A downhole tool comprising an inner sleeve with a plurality of sleeve ports and a housing positioned radially outwardly of the inner sleeve and having a plurality of housing ports, with the housing and inner sleeve partially defining a space radially therebetween. The space is occupied by a shifting sleeve. A fluid path extends between the interior flowpath of the tool and the space. A fluid control device, occupies at least portion of the fluid path, and may selectively permit fluid flow, and thus pressure communication, into the space to cause a differential pressure across the shifting sleeve. When a sufficient differential pressure is reached, the shifting sleeve is moved from a first position to a second position, which opens the communication paths through the housing and sleeve ports between the interior flowpath and exterior of the tool.

Description

CROSS-REFERENCES TO RELATED APPLICATIONS
This application claims the benefit of U.S. provisional application Ser. No. 61/481,483, filed May 2, 2011 and entitled “Downhole Tool,” which is incorporated by reference herein.

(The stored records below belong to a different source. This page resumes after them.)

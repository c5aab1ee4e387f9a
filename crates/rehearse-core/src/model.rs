//! Core data model types for rehearse.
//!
//! Questions are immutable once extracted. Degraded extraction shows up as
//! typed absence (`correct: None`, short `options`, empty `model_answer`)
//! rather than as an error.

use std::collections::BTreeSet;
use std::fmt;
use std::str::FromStr;

use chrono::{DateTime, Utc};
use serde::{Deserialize, Serialize};

/// The two question formats the generator is asked to produce.
#[derive(Debug, Clone, Copy, PartialEq, Eq, Hash, Serialize, Deserialize)]
#[serde(rename_all = "lowercase")]
pub enum QuestionKind {
    Mcq,
    Theory,
}

impl fmt::Display for QuestionKind {
    fn fmt(&self, f: &mut fmt::Formatter<'_>) -> fmt::Result {
        match self {
            QuestionKind::Mcq => write!(f, "mcq"),
            QuestionKind::Theory => write!(f, "theory"),
        }
    }
}

impl FromStr for QuestionKind {
    type Err = String;

    fn from_str(s: &str) -> Result<Self, Self::Err> {
        match s.trim().to_lowercase().as_str() {
            "mcq" | "multiple-choice" | "choice" => Ok(QuestionKind::Mcq),
            "theory" | "theoretical" | "open" => Ok(QuestionKind::Theory),
            other => Err(format!("unknown question kind: {other}")),
        }
    }
}

/// Label of a multiple-choice option.
#[derive(Debug, Clone, Copy, PartialEq, Eq, Hash, PartialOrd, Ord, Serialize, Deserialize)]
pub enum OptionLabel {
    A,
    B,
    C,
    D,
}

impl OptionLabel {
    pub const ALL: [OptionLabel; 4] = [OptionLabel::A, OptionLabel::B, OptionLabel::C, OptionLabel::D];

    /// Zero-based position of this label in an option list.
    pub fn index(self) -> usize {
        match self {
            OptionLabel::A => 0,
            OptionLabel::B => 1,
            OptionLabel::C => 2,
            OptionLabel::D => 3,
        }
    }

    pub fn from_index(index: usize) -> Option<Self> {
        Self::ALL.get(index).copied()
    }

    /// Read a label from free text such as `"B"`, `"b)"` or `"C. Stack"`.
    ///
    /// Only the first character is considered, and it must not run into
    /// another letter or digit (`"Both"` is not a label).
    pub fn parse_lenient(text: &str) -> Option<Self> {
        let mut chars = text.trim().chars();
        let first = chars.next()?;
        if chars.next().is_some_and(|c| c.is_alphanumeric()) {
            return None;
        }
        match first.to_ascii_uppercase() {
            'A' => Some(OptionLabel::A),
            'B' => Some(OptionLabel::B),
            'C' => Some(OptionLabel::C),
            'D' => Some(OptionLabel::D),
            _ => None,
        }
    }
}

impl fmt::Display for OptionLabel {
    fn fmt(&self, f: &mut fmt::Formatter<'_>) -> fmt::Result {
        let c = match self {
            OptionLabel::A => 'A',
            OptionLabel::B => 'B',
            OptionLabel::C => 'C',
            OptionLabel::D => 'D',
        };
        write!(f, "{c}")
    }
}

/// A multiple-choice question.
#[derive(Debug, Clone, PartialEq, Eq, Serialize, Deserialize)]
#[serde(rename_all = "camelCase")]
pub struct McqQuestion {
    /// Question text (first line of the segment).
    pub text: String,
    /// Option lines as they appeared, prefixes included. Usually four.
    pub options: Vec<String>,
    /// The marked answer, if the generator supplied a usable one.
    #[serde(rename = "correctLabel")]
    pub correct: Option<OptionLabel>,
}

/// An open-ended question with a reference answer.
#[derive(Debug, Clone, PartialEq, Eq, Serialize, Deserialize)]
#[serde(rename_all = "camelCase")]
pub struct TheoryQuestion {
    pub text: String,
    /// Reference answer; empty when the generator omitted it.
    pub model_answer: String,
}

/// A question extracted from generated text.
#[derive(Debug, Clone, PartialEq, Eq, Serialize, Deserialize)]
#[serde(tag = "kind", rename_all = "lowercase")]
pub enum Question {
    Mcq(McqQuestion),
    Theory(TheoryQuestion),
}

impl Question {
    pub fn text(&self) -> &str {
        match self {
            Question::Mcq(q) => &q.text,
            Question::Theory(q) => &q.text,
        }
    }

    pub fn kind(&self) -> QuestionKind {
        match self {
            Question::Mcq(_) => QuestionKind::Mcq,
            Question::Theory(_) => QuestionKind::Theory,
        }
    }
}

/// One recorded response. Append-only within a run.
#[derive(Debug, Clone, PartialEq, Serialize, Deserialize)]
#[serde(rename_all = "camelCase")]
pub struct AnswerEvent {
    pub topic: String,
    pub question_text: String,
    pub is_correct: bool,
    /// Feedback text produced by whoever judged the answer.
    pub evaluation_text: String,
    #[serde(default)]
    pub time_taken_seconds: Option<f64>,
    pub concepts: BTreeSet<String>,
    pub timestamp: DateTime<Utc>,
}

#[cfg(test)]
mod tests {
    use super::*;

    #[test]
    fn kind_display_and_parse() {
        assert_eq!(QuestionKind::Mcq.to_string(), "mcq");
        assert_eq!("Theory".parse::<QuestionKind>().unwrap(), QuestionKind::Theory);
        assert_eq!(
            "multiple-choice".parse::<QuestionKind>().unwrap(),
            QuestionKind::Mcq
        );
        assert!("essay".parse::<QuestionKind>().is_err());
    }

    #[test]
    fn lenient_label_parsing() {
        assert_eq!(OptionLabel::parse_lenient("B"), Some(OptionLabel::B));
        assert_eq!(OptionLabel::parse_lenient(" c) "), Some(OptionLabel::C));
        assert_eq!(OptionLabel::parse_lenient("D. heap"), Some(OptionLabel::D));
        assert_eq!(OptionLabel::parse_lenient("Both"), None);
        assert_eq!(OptionLabel::parse_lenient("E"), None);
        assert_eq!(OptionLabel::parse_lenient(""), None);
    }

    #[test]
    fn label_index_roundtrip() {
        for label in OptionLabel::ALL {
            assert_eq!(OptionLabel::from_index(label.index()), Some(label));
        }
        assert_eq!(OptionLabel::from_index(4), None);
    }

    #[test]
    fn question_serializes_with_kind_tag() {
        let q = Question::Theory(TheoryQuestion {
            text: "What is a mutex?".into(),
            model_answer: "A lock.".into(),
        });
        let json = serde_json::to_value(&q).unwrap();
        assert_eq!(json["kind"], "theory");
        assert_eq!(json["modelAnswer"], "A lock.");
    }
}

STATEMENT REGARDING FEDERALLY SPONSORED RESEARCH OR DEVELOPMENT
Not applicable.
BACKGROUND
1. Field of the Invention
The described embodiments and invention as claimed relate to oil and natural gas production. More specifically, the invention as claimed relates to a downhole tool used to selectively activate in response to fluid pressure.
2. Description of the Related Art
In completion of oil and gas wells, tubing is often inserted into the well to function as a flow path for treating fluids into the well and for production of hydrocarbons from the well. Such tubing may help preserve casing integrity, optimize production, or serve other purposes. Such tubing may be described or labeled as casing, production tubing, liners, tubulars, or other terms. The term “tubing” as used in this disclosure and the claims is not limited to any particular type, shape, size or installation of tubular goods.
To fulfill these purposes, the tubing must maintain structural integrity against the pressures and pressure cycles it will encounter during its functional life. To test this integrity, operators will install the tubing with a closed “toe”—the end of the tubing furthest from the wellhead—and then subject the tubing to a series of pressure tests. These tests are designed to demonstrate whether the tubing will hold the pressures for which it was designed.
One detriment to these pressure tests is the necessity for a closed toe. After pressure testing, the toe must be opened to allow for free flow of fluids through the tubing so that further operations may take place. While formation characteristics, cement, or other factors may still restrict fluid flow, the presence of such factors do not alleviate the desirability or necessity for opening the toe of the tubing. Commonly, the toe is opened by positioning a perforating device in the toe and either explosively or abrasively perforating the tubing to create one or more openings. Perforating, however, requires additional time and equipment that increase the cost of the well. Therefore, there exists a need for an improved method of opening the toe of the tubing after it is installed and pressure tested.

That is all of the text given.